**What is required**
Please find every line in the records below that contains the word "event", and copy it.

**Data supplied**

//! Terminal user interface built on [ratatui](https://github.com/ratatui-org/ratatui).
//!
//! The UI is organized into three layers:
//!
//! - **[`app`]**: application state, keyboard event loop, frame pacing
//! - **[`panes`]**: stateless render functions for each visible pane (controls,
//!   bars, status bar)
//! - **[`theme`]**: centralized color palette used by all panes
//!
//! The entry point for consumers is [`App`]: construct it with a [`Controller`] and
//! call [`App::run`] to start the event loop.
//!
//! [`Controller`]: crate::controller::Controller
//! [`App::run`]: app::App::run

pub mod app;
pub mod panes;
pub mod theme;

pub use app::App;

**Solution**
//! - **[`app`]**: application state, keyboard event loop, frame pacing
//! call [`App::run`] to start the event loop.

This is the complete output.